CHAPTER SEVEN
A Petition for Release
Denied by the Secretary of State
I had been at Aylesbury about eight months when I petitioned the Secretary of State for a reconsideration of my case, with a view to my release. To this I received the usual official reply, “Not sufficient grounds.”
A prisoner may petition the Secretary of State every three months. In my opinion, the privilege of petitioning on a case should be reduced from four times a year to once a year, with the provision that if anything of importance to a prisoner transpires within that period it may be duly submitted to the Secretary of State on recommendation of the governor or director; that all complaints regarding food, treatment, or medical attention should be referred to the visiting director in the first instance, instead of the Secretary of State, who under the present system passes it back to the directors for the necessary investigation. This would do away with the continual daily distress and irritation and disappointment created in the prison on receipt of unfavorable replies from the Home Office. A prisoner petitions. A private inquiry is held, to which the prisoner is not a party, and of which she has no information, nor does she receive any during its progress or after its conclusion, save that the result, which is nearly always negative, is communicated to her. In this inquiry any one who is opposed to the prisoner may seek to influence the official mind. I will state a case in point. A friend asked the Secretary of State for the United States, the Hon. John Hay, to interest himself in my case. Mr. Hay replied that he had been informed by the Home Office that I had been “a disobedient and troublesome prisoner.”

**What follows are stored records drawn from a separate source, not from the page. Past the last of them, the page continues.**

// ABOUTME: Shared server state handed to every route and middleware
// ABOUTME: Holds configuration, the chat pipeline and the per-client rate limiter
//
// SPDX-License-Identifier: MIT OR Apache-2.0
// Copyright (c) 2025 ShantiSaathi Contributors

use std::sync::Arc;

use crate::chat::ChatOrchestrator;
use crate::config::ServerConfig;
use crate::llm::LlmProvider;
use crate::rate_limiting::RequestRateLimiter;

/// Server-wide resources, created once at startup and shared via `Arc`
pub struct ServerResources {
    /// Startup configuration
    pub config: ServerConfig,
    /// Chat pipeline bound to the configured provider
    pub orchestrator: ChatOrchestrator,
    /// Per-IP quota for `/api` routes
    pub rate_limiter: RequestRateLimiter,
}

impl ServerResources {
    /// Build resources around an upstream provider
    #[must_use]
    pub fn new(config: ServerConfig, provider: Arc<dyn LlmProvider>) -> Self {
        let orchestrator = ChatOrchestrator::from_config(provider, &config);
        let rate_limiter = RequestRateLimiter::new(config.rate_limit);
        Self {
            config,
            orchestrator,
            rate_limiter,
        }
    }
}
// ABOUTME: Test utilities for driving the full HTTP stack without a real model
// ABOUTME: Scripted spy provider, map-backed configuration and app construction helpers
//
// SPDX-License-Identifier: MIT OR Apache-2.0
// Copyright (c) 2025 ShantiSaathi Contributors

#![allow(clippy::unwrap_used, clippy::expect_used, clippy::panic)]

use std::collections::HashMap;
use std::sync::atomic::{AtomicUsize, Ordering};
use std::sync::{Arc, Mutex};
use std::time::Duration;

use async_trait::async_trait;
use axum::Router;
use shantisaathi_server::{
    config::ServerConfig,
    llm::{ChatRequest, ChatResponse, LlmError, LlmProvider, TokenUsage},
    resources::ServerResources,
    server::build_app,
};

/// What the spy provider does on every call
#[derive(Clone)]
pub enum Behavior {
    /// Return this text (or no text)
    Reply(Option<String>),
    /// Fail with this error
    Fail(LlmError),
    /// Never answer within a test's lifetime
    Hang,
}

/// Provider that records every request and follows a fixed script
pub struct SpyProvider {
    behavior: Behavior,
    calls: AtomicUsize,
    requests: Mutex<Vec<ChatRequest>>,
}

impl SpyProvider {
    /// Spy replying with `text`
    pub fn replying(text: &str) -> Arc<Self> {
        Self::with_behavior(Behavior::Reply(Some(text.to_owned())))
    }

    /// Spy failing with `error`
    pub fn failing(error: LlmError) -> Arc<Self> {
        Self::with_behavior(Behavior::Fail(error))
    }

    /// Spy following `behavior`
    pub fn with_behavior(behavior: Behavior) -> Arc<Self> {
        Arc::new(Self {
            behavior,
            calls: AtomicUsize::new(0),
            requests: Mutex::new(Vec::new()),
        })
    }

    /// Number of completions requested so far
    pub fn calls(&self) -> usize {
        self.calls.load(Ordering::SeqCst)
    }

    /// Most recent request
    pub fn last_request(&self) -> ChatRequest {
        self.requests
            .lock()
            .unwrap()
            .last()
            .cloned()
            .expect("provider was never called")
    }
}

#[async_trait]
impl LlmProvider for SpyProvider {
    fn name(&self) -> &'static str {
        "spy"
    }

    fn display_name(&self) -> &str {
        "Spy Provider"
    }

    fn default_model(&self) -> &str {
        "spy-model"
    }

    async fn complete(&self, request: &ChatRequest) -> Result<ChatResponse, LlmError> {
        self.calls.fetch_add(1, Ordering::SeqCst);
        self.requests.lock().unwrap().push(request.clone());
        match &self.behavior {
            Behavior::Reply(text) => Ok(ChatResponse {
                content: text.clone(),
                model: "spy-model".to_owned(),
                usage: Some(TokenUsage {
                    prompt_tokens: 20,
                    completion_tokens: 22,
                    total_tokens: 42,
                }),
                finish_reason: Some("stop".to_owned()),
            }),
            Behavior::Fail(error) => Err(error.clone()),
            Behavior::Hang => {
                tokio::time::sleep(Duration::from_secs(3600)).await;
                Err(LlmError::from_message("spy", "woke up"))
            }
        }
    }}

/// Configuration from a key map; a Groq key is supplied unless overridden
pub fn test_config(overrides: &[(&str, &str)]) -> ServerConfig {
    let mut vars: HashMap<String, String> = HashMap::from([
        ("GROQ_API_KEY".to_owned(), "test-key".to_owned()),
        ("NODE_ENV".to_owned(), "development".to_owned()),
    ]);
    for (key, value) in overrides {
        vars.insert((*key).to_owned(), (*value).to_owned());
    }
    ServerConfig::from_lookup(|key| vars.get(key).cloned()).expect("valid test configuration")
}

/// Full application (routes plus middleware) around `provider`
pub fn test_app(provider: Arc<SpyProvider>, config: ServerConfig) -> Router {
    build_app(Arc::new(ServerResources::new(config, provider)))
}

/// Application with default test configuration
pub fn default_app(provider: Arc<SpyProvider>) -> Router {
    test_app(provider, test_config(&[]))
}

Report of My Misconduct Refuted
When I was told this at a visit I had my name entered to see the governor. I insisted that the governor should inform me when, and after what breach of the rules, such a report had been sent to the Home Office. After carefully looking through my penal record he could find no entry to that effect, and concluded by saying that I must have been misinformed. He said that my conduct was good, and that he had never made any report to the contrary. Obviously, therefore, this report from the Home Office to Mr. Hay was due to an adverse influence, of which I have still no knowledge. Statements are made against a prisoner, of the nature of which she is entirely ignorant. Being ignorant, she has no way of refuting them. Worse still, they are retained in the Home Office to her dying day, and the unfortunate woman knows nothing of them or their effect. The only thing certain is that she is further condemned.

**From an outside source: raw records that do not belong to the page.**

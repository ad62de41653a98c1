// ABOUTME: Per-client fixed-window rate limiting for the public API routes
// ABOUTME: Sharded concurrent map keyed by client IP with lazy stale-entry cleanup
//
// SPDX-License-Identifier: MIT OR Apache-2.0
// Copyright (c) 2025 ShantiSaathi Contributors

//! # Request Rate Limiting
//!
//! Each client IP gets `max_requests` per fixed window. The window starts at
//! the client's first request and resets once it has fully elapsed. This map
//! is the only state shared across requests.

use std::net::IpAddr;
use std::sync::Arc;
use std::time::{Duration, Instant};

use dashmap::DashMap;

use crate::config::RateLimitConfig;
use crate::constants::rate_limits;

/// Outcome of one rate-limit check
#[derive(Debug, Clone, Copy, PartialEq, Eq)]
pub struct RateLimitStatus {
    /// Request must be rejected
    pub is_limited: bool,
    /// Requests allowed per window
    pub limit: u32,
    /// Requests left in the current window after this one
    pub remaining: u32,
    /// Seconds until the window ends
    pub retry_after_seconds: u64,
}

/// Fixed-window limiter with per-IP tracking using a sharded concurrent `HashMap`
#[derive(Clone)]
pub struct RequestRateLimiter {
    /// Per-IP request tracking: IP -> (`request_count`, `window_start`)
    state: Arc<DashMap<IpAddr, (u32, Instant)>>,
    limit: u32,
    window: Duration,
    cleanup_threshold: usize,
}

impl RequestRateLimiter {
    /// Create a limiter from configuration
    #[must_use]
    pub fn new(config: RateLimitConfig) -> Self {
        Self {
            state: Arc::new(DashMap::new()),
            limit: config.max_requests,
            window: config.window(),
            cleanup_threshold: rate_limits::CLEANUP_THRESHOLD,
        }
    }

    /// Override the map size above which stale windows are swept
    #[must_use]
    pub const fn with_cleanup_threshold(mut self, threshold: usize) -> Self {
        self.cleanup_threshold = threshold;
        self
    }

    /// Requests allowed per window
    #[must_use]
    pub const fn limit(&self) -> u32 {
        self.limit
    }

    /// Number of tracked clients
    #[must_use]
    pub fn tracked_clients(&self) -> usize {
        self.state.len()
    }

    /// Count a request from `client_ip` and report whether it is allowed
    #[must_use]
    pub fn check(&self, client_ip: IpAddr) -> RateLimitStatus {
        self.check_at(client_ip, Instant::now())
    }

    /// Check at an explicit instant
    /// Uses `DashMap` entry API for atomic read-modify-write operations
    #[must_use]
    pub fn check_at(&self, client_ip: IpAddr, now: Instant) -> RateLimitStatus {
        let mut entry = self.state.entry(client_ip).or_insert((0, now));
        let (count, window_start) = entry.value_mut();

        // Reset window if expired
        if now.saturating_duration_since(*window_start) >= self.window {
            *count = 0;
            *window_start = now;
        }

        let is_limited = *count >= self.limit;
        if !is_limited {
            *count += 1;
        }
        let remaining = self.limit.saturating_sub(*count);
        let started = *window_start;
        drop(entry); // Release the shard lock before cleanup

        if self.state.len() > self.cleanup_threshold {
            self.cleanup_old_entries(now);
        }

        let until_reset = self
            .window
            .saturating_sub(now.saturating_duration_since(started));

        RateLimitStatus {
            is_limited,
            limit: self.limit,
            remaining,
            retry_after_seconds: until_reset.as_secs().max(u64::from(is_limited)),
        }
    }

    /// Remove entries whose window has fully elapsed
    fn cleanup_old_entries(&self, now: Instant) {
        self.state
            .retain(|_ip, (_count, start)| now.saturating_duration_since(*start) < self.window);
    }
}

Need of a Court of Criminal Appeal
The Home Office, while exercising a private function of reconsideration grounded on the royal prerogative of mercy, emphatically disclaims being a court of appeal or a judicial tribunal in any sense of the word. Yet the consideration of a convict’s case rests alone with the Secretary of State. It is a matter of unwritten law that the Home Secretary shall act individually and solely upon his own responsibility, and none of his colleagues are to assume or take part therein.

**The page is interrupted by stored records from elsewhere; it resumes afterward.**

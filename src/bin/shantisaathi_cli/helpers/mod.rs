// ABOUTME: Helper modules for shantisaathi-cli
// ABOUTME: Terminal output formatting
//
// SPDX-License-Identifier: MIT OR Apache-2.0
// Copyright (c) 2025 ShantiSaathi Contributors

/// Terminal output formatting
pub mod display;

There are numerous instances where judges, witnesses, and juries have gone wrong. Indeed, it will be found that even in cases which have seemed the clearest and least complicated in the trial grievous mistakes have been made. But in England the blame rests on the public and the bar in that no means are provided to set the wrong right. What a difference it would have made in my life if I had been granted a second trial! I could have called other witnesses, submitted fresh evidence, and refuted false testimony. Is it not the climax of injustice that men and women, if sued for money, even for a few shillings, can appeal from court to court—even to the House of Lords, the English court of last resort; but when character, all that life holds dear, and life itself, are in jeopardy, a prisoner’s fate may depend upon the incompetent construction of one man, and there is no appeal?
A hard-worked Secretary of State, whose time, night and day, is crowded with every kind of duty, correspondence, and labor, in the House of Commons or in the Home Office, has to consider a vast number of petitions, complaints, and miscarriages of justice, or too severe sentences, any one of which might require hours and sometimes days to investigate. He is assisted by several officers, but, strange to say, it is no part of their qualifications (or that of the Home Secretary himself), that they should be familiar with the criminal law or the prosecution or defense of prisoners. These permanent officials are, besides, occupied with hundreds of other matters which come before the Home Office, on which they have to guide their chief. Think of the untold sufferings of individuals and families, the shame and degradation which they would be spared, if England had a court of criminal appeal.